In hearings last month, the court heard Senator Gallagher took steps to renounce her British citizenship before nominating for the 2016 election, but it was not completed by the UK Home Office until after the poll.
But the court heard two experts set to be called disagreed on whether British authorities were under a duty to accept the initial registration, or could ask for more information, and further hearings were adjourned for a date to be set.
The inquiry by the Legislative Assembly's standing committee on administration and procedure examined the ACT's process for nominating people to fill casual senate seats and how they compared to other jurisdictions.
Committee chairman Shane Rattenbury told the Assembly on Thursday the inquiry found the ACT had the most robust nomination procedures in the country, noting the relevant federal legislation only required that the Assembly choose a senator "of the same political party" to fill such vacancies.
The inquiry report showed that only the ACT, Queensland and Tasmania also required that "an additional requirement [is] that a person is qualified to be a senator".
It said that two Clerks of state legislatures told the committee that "the issue of whether a nominee is disqualified by reason of section 44 of the Australian Constitution is not a matter for state or territory legislatures".
"Rather, the issue is properly a matter for the individual concerned, the party of which the nominee is a member and the High Court of Australia in the event that the Senate refers the matter of qualification to it," the report reads.
But the report also noted that being a foreign citizen was not the only criteria for potential disqualification under section, including issues such as holding an office of profit under the Crown and undischarged bankrupts.
The report said that for the Assembly to play a role in ascertaining whether all those requirements were met "other than by requiring the current statutory declaration, would place a heavy burden on [the Assembly]".
"It is not clear what further role the Assembly could undertake, given that we currently have the most comprehensive arrangements across the other states and territory," it reads.

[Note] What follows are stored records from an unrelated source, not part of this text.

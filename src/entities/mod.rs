//! Entity module - Contains all SeaORM entity definitions for the database.
//! Each table is decoded into a typed `Model` once at the storage boundary.

pub mod command_alias;
pub mod guild_settings;
pub mod logging_settings;
pub mod ticket_settings;
pub mod user;
pub mod warning;

// Re-export specific types to avoid conflicts
pub use command_alias::{
    Column as CommandAliasColumn, Entity as CommandAlias, Model as CommandAliasModel,
};
pub use guild_settings::{
    Column as GuildSettingsColumn, Entity as GuildSettings, Model as GuildSettingsModel,
};
pub use logging_settings::{
    Column as LoggingSettingsColumn, Entity as LoggingSettings, Model as LoggingSettingsModel,
};
pub use ticket_settings::{
    Column as TicketSettingsColumn, Entity as TicketSettings, Model as TicketSettingsModel,
};
pub use user::{Column as UserColumn, Entity as User, Model as UserModel};
pub use warning::{Column as WarningColumn, Entity as Warning, Model as WarningModel};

The committee noted the Senate's referral of Senator Gallagher to the court, committee members took the view "that it should not further investigate" that specific nomination.
But the committee also noted that "one could argue that the only changes that need to be made to the process are for the individuals and parties involved to undertake more rigorous checks before that declaration is made".
It recommended the Assembly consider the court's findings during a wider review of the Assembly's standing orders and continuing resolutions.